▶ _Stored data entries_
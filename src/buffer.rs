use std::f64::consts::PI;
use std::fmt::Debug;

use num_complex::Complex64;
use serde::{Deserialize, Serialize};

use crate::SpiralError;

/// Default number of samples a [`WaveformBuffer`] can hold
pub const MAX_WAVEFORM_SIZE: usize = 65536;

/// One gradient sample `[gx, gy]` in T/m
pub type GradientSample = [f64; 2];

/// Pre-allocated output storage with a fixed capacity and a valid length.
///
/// The storage is allocated once; [`synthesize`](crate::synthesize) writes a
/// prefix and sets the length. Only that prefix is readable.
#[derive(Clone)]
pub struct WaveformBuffer {
    storage: Box<[GradientSample]>,
    len: usize,
}

impl WaveformBuffer {
    /// Buffer with [`MAX_WAVEFORM_SIZE`] samples
    pub fn new() -> Self {
        Self::with_capacity(MAX_WAVEFORM_SIZE)
    }

    pub fn with_capacity(capacity: usize) -> Self {
        Self {
            storage: vec![[0.0; 2]; capacity].into_boxed_slice(),
            len: 0,
        }
    }

    pub fn capacity(&self) -> usize {
        self.storage.len()
    }

    pub fn len(&self) -> usize {
        self.len
    }

    pub fn is_empty(&self) -> bool {
        self.len == 0
    }

    /// The valid prefix
    pub fn samples(&self) -> &[GradientSample] {
        &self.storage[..self.len]
    }

    /// Whole storage for writing; the caller commits with [`Self::set_len`].
    pub(crate) fn storage_mut(&mut self) -> &mut [GradientSample] {
        &mut self.storage
    }

    pub(crate) fn set_len(&mut self, len: usize) {
        debug_assert!(len <= self.capacity());
        self.len = len.min(self.capacity());
    }

    pub(crate) fn clear(&mut self) {
        self.len = 0;
    }
}

impl Default for WaveformBuffer {
    fn default() -> Self {
        Self::new()
    }
}

impl Debug for WaveformBuffer {
    fn fmt(&self, f: &mut std::fmt::Formatter<'_>) -> std::fmt::Result {
        write!(
            f,
            "WaveformBuffer( <{} of {} samples> )",
            self.len,
            self.capacity()
        )
    }
}

/// A finished spiral readout gradient, trimmed to its valid samples.
#[derive(Clone, PartialEq, Serialize, Deserialize)]
pub struct Waveform {
    samples: Vec<GradientSample>,
    dwell_time: f64,
    spiral_arms: u32,
    /// Hz/T
    gamma: f64,
}

impl Waveform {
    pub(crate) fn new(
        samples: Vec<GradientSample>,
        dwell_time: f64,
        spiral_arms: u32,
        gamma: f64,
    ) -> Self {
        Self {
            samples,
            dwell_time,
            spiral_arms,
            gamma,
        }
    }

    pub fn samples(&self) -> &[GradientSample] {
        &self.samples
    }

    pub fn into_samples(self) -> Vec<GradientSample> {
        self.samples
    }

    pub fn len(&self) -> usize {
        self.samples.len()
    }

    pub fn is_empty(&self) -> bool {
        self.samples.is_empty()
    }

    pub fn dwell_time(&self) -> f64 {
        self.dwell_time
    }

    pub fn spiral_arms(&self) -> u32 {
        self.spiral_arms
    }

    /// Time from the first to the last sample
    pub fn duration(&self) -> f64 {
        self.samples.len().saturating_sub(1) as f64 * self.dwell_time
    }

    /// k-space position in cycles/m at every sample, starting at the origin.
    ///
    /// The gradient is taken to vary linearly between samples, so each step
    /// adds `γ Δt (g[i-1] + g[i]) / 2`.
    pub fn kspace(&self) -> Vec<[f64; 2]> {
        let scale = 0.5 * self.gamma * self.dwell_time;
        let mut previous = [0.0; 2];
        self.samples
            .iter()
            .scan([0.0; 2], |k, &g| {
                k[0] += scale * (previous[0] + g[0]);
                k[1] += scale * (previous[1] + g[1]);
                previous = g;
                Some(*k)
            })
            .collect()
    }

    /// The `index`-th interleave: this waveform rotated by `2π index / arms`.
    pub fn arm(&self, index: u32) -> Result<Waveform, SpiralError> {
        if index >= self.spiral_arms {
            return Err(SpiralError::InvalidParameter {
                name: "arm",
                reason: "must be smaller than spiral_arms",
            });
        }
        let rotation = Complex64::from_polar(1.0, 2.0 * PI * index as f64 / self.spiral_arms as f64);
        let samples = self
            .samples
            .iter()
            .map(|&[gx, gy]| {
                let g = Complex64::new(gx, gy) * rotation;
                [g.re, g.im]
            })
            .collect();
        Ok(Self {
            samples,
            ..*self
        })
    }
}

impl Debug for Waveform {
    fn fmt(&self, f: &mut std::fmt::Formatter<'_>) -> std::fmt::Result {
        write!(
            f,
            "Waveform( <{} samples, dwell {} s, {} arms> )",
            self.samples.len(),
            self.dwell_time,
            self.spiral_arms
        )
    }
}

#[cfg(test)]
mod tests {
    use super::*;
    use approx::assert_abs_diff_eq;

    fn waveform() -> Waveform {
        Waveform::new(vec![[0.0, 0.0], [1.0, 0.0], [1.0, 1.0]], 0.5, 4, 2.0)
    }

    #[test]
    fn buffer_exposes_only_valid_prefix() {
        let mut buffer = WaveformBuffer::with_capacity(8);
        assert_eq!(buffer.capacity(), 8);
        assert!(buffer.is_empty());

        buffer.storage_mut()[..3].copy_from_slice(&[[1.0, 0.0]; 3]);
        buffer.set_len(3);
        assert_eq!(buffer.samples(), &[[1.0, 0.0]; 3]);

        buffer.clear();
        assert!(buffer.samples().is_empty());
        assert_eq!(buffer.capacity(), 8);
    }

    #[test]
    fn default_buffer_has_max_capacity() {
        assert_eq!(WaveformBuffer::default().capacity(), MAX_WAVEFORM_SIZE);
    }

    #[test]
    fn kspace_uses_trapezoid_rule() {
        let k = waveform().kspace();
        // scale = 0.5 * 2.0 * 0.5 = 0.5
        assert_eq!(k[0], [0.0, 0.0]);
        assert_abs_diff_eq!(k[1][0], 0.5);
        assert_abs_diff_eq!(k[2][0], 1.5);
        assert_abs_diff_eq!(k[2][1], 0.5);
    }

    #[test]
    fn arm_rotates_by_interleave_angle() {
        let quarter = waveform().arm(1).unwrap();
        assert_abs_diff_eq!(quarter.samples()[1][0], 0.0, epsilon = 1e-12);
        assert_abs_diff_eq!(quarter.samples()[1][1], 1.0, epsilon = 1e-12);
        assert_abs_diff_eq!(quarter.samples()[2][0], -1.0, epsilon = 1e-12);
        assert_eq!(waveform().arm(0).unwrap(), waveform());
        assert!(waveform().arm(4).is_err());
    }

    #[test]
    fn duration_spans_first_to_last_sample() {
        assert_abs_diff_eq!(waveform().duration(), 1.0);
    }
}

▶ _How to complete this task_
Find the lines above that contain the word "quarter" and copy each one.

▶ _Worked solution_
        let quarter = waveform().arm(1).unwrap();
        assert_abs_diff_eq!(quarter.samples()[1][0], 0.0, epsilon = 1e-12);
        assert_abs_diff_eq!(quarter.samples()[1][1], 1.0, epsilon = 1e-12);
        assert_abs_diff_eq!(quarter.samples()[2][0], -1.0, epsilon = 1e-12);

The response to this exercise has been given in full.